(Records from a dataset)
######

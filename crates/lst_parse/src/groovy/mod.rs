//! Scripting-dialect overrides.
//!
//! The dialect shares the whole base grammar and replaces exactly two
//! operations: method invocation (command-style calls may omit argument
//! parentheses, and the host front-end collapses parentheses wrapping a
//! whole call into the call's span) and lambda mapping (closures are braced,
//! with an optional arrow after the parameter list).

mod paren;

use lst_tree::{
    Block, Container, Dialect, Empty, Expression, Lambda, LambdaParams, Marker, Markers,
    MethodInvocation, Parentheses, RightPadded, Space, Statement, TreeId,
};

use crate::error::MapError;
use crate::host::{HostCall, HostLambda, HostStatement};
use crate::mapper::{DialectOps, TreeMapper};

pub struct GroovyDialect;

impl DialectOps for GroovyDialect {
    const DIALECT: Dialect = Dialect::Groovy;

    fn map_invocation(
        mapper: &mut TreeMapper<'_, Self>,
        call: &HostCall,
    ) -> Result<Expression, MapError> {
        // Parentheses wrapping the whole call are part of the call's span in
        // the host AST; recover how many layers are shared from the text.
        let mut depth = 0;
        if call.select.is_none() && !call.span.is_synthetic() {
            let checkpoint = mapper.cursor.checkpoint();
            let _ = mapper.cursor.whitespace();
            if mapper.cursor.starts_with("(") {
                let end = (call.span.end as usize).min(mapper.cursor.source().len());
                let snippet = &mapper.cursor.source()[mapper.cursor.position()..end];
                depth = paren::shared_paren_depth(snippet, &call.name);
            }
            mapper.cursor.restore(checkpoint);
        }
        let mut wrappers = Vec::with_capacity(depth);
        for _ in 0..depth {
            let prefix = mapper.cursor.whitespace();
            mapper.expect("(")?;
            wrappers.push(prefix);
        }

        let select = match &call.select {
            Some(receiver) => {
                let expr = mapper.map_expr(receiver)?;
                let after = mapper.cursor.whitespace();
                mapper.expect(".")?;
                Some(RightPadded::new(expr, after))
            }
            None => None,
        };
        let name = mapper.map_identifier(&call.name)?;

        let explicit_parens = {
            let checkpoint = mapper.cursor.checkpoint();
            let _ = mapper.cursor.whitespace();
            let explicit = mapper.cursor.starts_with("(")
                && !paren::group_is_first_argument(mapper.cursor.rest());
            mapper.cursor.restore(checkpoint);
            explicit
        };
        let args = if explicit_parens {
            mapper.paren_container_exprs(&call.args)?
        } else {
            let mut elems = Vec::with_capacity(call.args.len());
            for (i, arg) in call.args.iter().enumerate() {
                let expr = mapper.map_expr(arg)?;
                let after = if i + 1 == call.args.len() {
                    Space::empty()
                } else {
                    let space = mapper.cursor.whitespace();
                    mapper.expect(",")?;
                    space
                };
                elems.push(RightPadded::new(expr, after));
            }
            Container::with_markers(
                Space::empty(),
                elems,
                Markers::with(Marker::OmitParentheses),
            )
        };
        let method_type = call
            .handle
            .as_ref()
            .and_then(|handle| mapper.oracle.resolve_method(handle));

        let mut expr = Expression::MethodInvocation(Box::new(MethodInvocation {
            id: TreeId::random(),
            prefix: Space::empty(),
            markers: Markers::new(),
            select,
            name,
            args,
            method_type,
        }));
        for prefix in wrappers.into_iter().rev() {
            let after = mapper.cursor.whitespace();
            mapper.expect(")")?;
            expr = Expression::Parentheses(Box::new(Parentheses {
                id: TreeId::random(),
                prefix,
                markers: Markers::new(),
                tree: RightPadded::new(expr, after),
            }));
        }
        Ok(expr)
    }

    fn map_lambda(
        mapper: &mut TreeMapper<'_, Self>,
        lambda: &HostLambda,
    ) -> Result<Expression, MapError> {
        let prefix = mapper.cursor.whitespace();
        mapper.expect("{")?;

        let (params, arrow) = if lambda.params.is_empty() {
            // `{ -> ... }` declares zero parameters explicitly; `{ ... }`
            // has no arrow at all. An Empty parameter records the former so
            // the printer knows to emit the arrow.
            let checkpoint = mapper.cursor.checkpoint();
            let space = mapper.cursor.whitespace();
            if mapper.cursor.skip("->").is_some() {
                (
                    LambdaParams {
                        prefix: Space::empty(),
                        parenthesized: false,
                        params: vec![RightPadded::new(
                            Statement::Empty(Empty::new(Space::empty())),
                            Space::empty(),
                        )],
                    },
                    space,
                )
            } else {
                mapper.cursor.restore(checkpoint);
                (
                    LambdaParams {
                        prefix: Space::empty(),
                        parenthesized: false,
                        params: Vec::new(),
                    },
                    Space::empty(),
                )
            }
        } else {
            let mut params = Vec::with_capacity(lambda.params.len());
            for (i, param) in lambda.params.iter().enumerate() {
                let decl = mapper.map_var_decls(param)?;
                let after = if i + 1 == lambda.params.len() {
                    Space::empty()
                } else {
                    let space = mapper.cursor.whitespace();
                    mapper.expect(",")?;
                    space
                };
                params.push(RightPadded::new(
                    Statement::VariableDecls(Box::new(decl)),
                    after,
                ));
            }
            let arrow = mapper.cursor.whitespace();
            mapper.expect("->")?;
            (
                LambdaParams {
                    prefix: Space::empty(),
                    parenthesized: false,
                    params,
                },
                arrow,
            )
        };

        let statements = match &lambda.body {
            HostStatement::Block(block) => mapper.map_padded_statements(&block.statements)?,
            other => {
                let statement = mapper.map_lambda_body(other)?;
                vec![mapper.statement_padding(statement)]
            }
        };
        let end = mapper.cursor.whitespace();
        mapper.expect("}")?;

        // The braces belong to the closure, not the block.
        let body = Statement::Block(Box::new(Block {
            id: TreeId::random(),
            prefix: Space::empty(),
            markers: Markers::with(Marker::OmitBraces),
            statements,
            end,
        }));
        Ok(Expression::Lambda(Box::new(Lambda {
            id: TreeId::random(),
            prefix,
            markers: Markers::new(),
            params,
            arrow,
            body,
            ty: mapper.resolve(lambda.ty.as_ref()),
        })))
    }
}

######

### Your task
Every entry that appears above should be duplicated exactly.

### Answer for the task
filename crates/lst_parse/src/groovy/mod.rs
//! Scripting-dialect overrides.
//!
//! The dialect shares the whole base grammar and replaces exactly two
//! operations: method invocation (command-style calls may omit argument
//! parentheses, and the host front-end collapses parentheses wrapping a
//! whole call into the call's span) and lambda mapping (closures are braced,
//! with an optional arrow after the parameter list).

mod paren;

use lst_tree::{
    Block, Container, Dialect, Empty, Expression, Lambda, LambdaParams, Marker, Markers,
    MethodInvocation, Parentheses, RightPadded, Space, Statement, TreeId,
};

use crate::error::MapError;
use crate::host::{HostCall, HostLambda, HostStatement};
use crate::mapper::{DialectOps, TreeMapper};

pub struct GroovyDialect;

impl DialectOps for GroovyDialect {
    const DIALECT: Dialect = Dialect::Groovy;

    fn map_invocation(
        mapper: &mut TreeMapper<'_, Self>,
        call: &HostCall,
    ) -> Result<Expression, MapError> {
        // Parentheses wrapping the whole call are part of the call's span in
        // the host AST; recover how many layers are shared from the text.
        let mut depth = 0;
        if call.select.is_none() && !call.span.is_synthetic() {
            let checkpoint = mapper.cursor.checkpoint();
            let _ = mapper.cursor.whitespace();
            if mapper.cursor.starts_with("(") {
                let end = (call.span.end as usize).min(mapper.cursor.source().len());
                let snippet = &mapper.cursor.source()[mapper.cursor.position()..end];
                depth = paren::shared_paren_depth(snippet, &call.name);
            }
            mapper.cursor.restore(checkpoint);
        }
        let mut wrappers = Vec::with_capacity(depth);
        for _ in 0..depth {
            let prefix = mapper.cursor.whitespace();
            mapper.expect("(")?;
            wrappers.push(prefix);
        }

        let select = match &call.select {
            Some(receiver) => {
                let expr = mapper.map_expr(receiver)?;
                let after = mapper.cursor.whitespace();
                mapper.expect(".")?;
                Some(RightPadded::new(expr, after))
            }
            None => None,
        };
        let name = mapper.map_identifier(&call.name)?;

        let explicit_parens = {
            let checkpoint = mapper.cursor.checkpoint();
            let _ = mapper.cursor.whitespace();
            let explicit = mapper.cursor.starts_with("(")
                && !paren::group_is_first_argument(mapper.cursor.rest());
            mapper.cursor.restore(checkpoint);
            explicit
        };
        let args = if explicit_parens {
            mapper.paren_container_exprs(&call.args)?
        } else {
            let mut elems = Vec::with_capacity(call.args.len());
            for (i, arg) in call.args.iter().enumerate() {
                let expr = mapper.map_expr(arg)?;
                let after = if i + 1 == call.args.len() {
                    Space::empty()
                } else {
                    let space = mapper.cursor.whitespace();
                    mapper.expect(",")?;
                    space
                };
                elems.push(RightPadded::new(expr, after));
            }
            Container::with_markers(
                Space::empty(),
                elems,
                Markers::with(Marker::OmitParentheses),
            )
        };
        let method_type = call
            .handle
            .as_ref()
            .and_then(|handle| mapper.oracle.resolve_method(handle));

        let mut expr = Expression::MethodInvocation(Box::new(MethodInvocation {
            id: TreeId::random(),
            prefix: Space::empty(),
            markers: Markers::new(),
            select,
            name,
            args,
            method_type,
        }));
        for prefix in wrappers.into_iter().rev() {
            let after = mapper.cursor.whitespace();
            mapper.expect(")")?;
            expr = Expression::Parentheses(Box::new(Parentheses {
                id: TreeId::random(),
                prefix,
                markers: Markers::new(),
                tree: RightPadded::new(expr, after),
            }));
        }
        Ok(expr)
    }

    fn map_lambda(
        mapper: &mut TreeMapper<'_, Self>,
        lambda: &HostLambda,
    ) -> Result<Expression, MapError> {
        let prefix = mapper.cursor.whitespace();
        mapper.expect("{")?;

        let (params, arrow) = if lambda.params.is_empty() {
            // `{ -> ... }` declares zero parameters explicitly; `{ ... }`
            // has no arrow at all. An Empty parameter records the former so
            // the printer knows to emit the arrow.
            let checkpoint = mapper.cursor.checkpoint();
            let space = mapper.cursor.whitespace();
            if mapper.cursor.skip("->").is_some() {
                (
                    LambdaParams {
                        prefix: Space::empty(),
                        parenthesized: false,
                        params: vec![RightPadded::new(
                            Statement::Empty(Empty::new(Space::empty())),
                            Space::empty(),
                        )],
                    },
                    space,
                )
            } else {
                mapper.cursor.restore(checkpoint);
                (
                    LambdaParams {
                        prefix: Space::empty(),
                        parenthesized: false,
                        params: Vec::new(),
                    },
                    Space::empty(),
                )
            }
        } else {
            let mut params = Vec::with_capacity(lambda.params.len());
            for (i, param) in lambda.params.iter().enumerate() {
                let decl = mapper.map_var_decls(param)?;
                let after = if i + 1 == lambda.params.len() {
                    Space::empty()
                } else {
                    let space = mapper.cursor.whitespace();
                    mapper.expect(",")?;
                    space
                };
                params.push(RightPadded::new(
                    Statement::VariableDecls(Box::new(decl)),
                    after,
                ));
            }
            let arrow = mapper.cursor.whitespace();
            mapper.expect("->")?;
            (
                LambdaParams {
                    prefix: Space::empty(),
                    parenthesized: false,
                    params,
                },
                arrow,
            )
        };

        let statements = match &lambda.body {
            HostStatement::Block(block) => mapper.map_padded_statements(&block.statements)?,
            other => {
                let statement = mapper.map_lambda_body(other)?;
                vec![mapper.statement_padding(statement)]
            }
        };
        let end = mapper.cursor.whitespace();
        mapper.expect("}")?;

        // The braces belong to the closure, not the block.
        let body = Statement::Block(Box::new(Block {
            id: TreeId::random(),
            prefix: Space::empty(),
            markers: Markers::with(Marker::OmitBraces),
            statements,
            end,
        }));
        Ok(Expression::Lambda(Box::new(Lambda {
            id: TreeId::random(),
            prefix,
            markers: Markers::new(),
            params,
            arrow,
            body,
            ty: mapper.resolve(lambda.ty.as_ref()),
        })))
    }
}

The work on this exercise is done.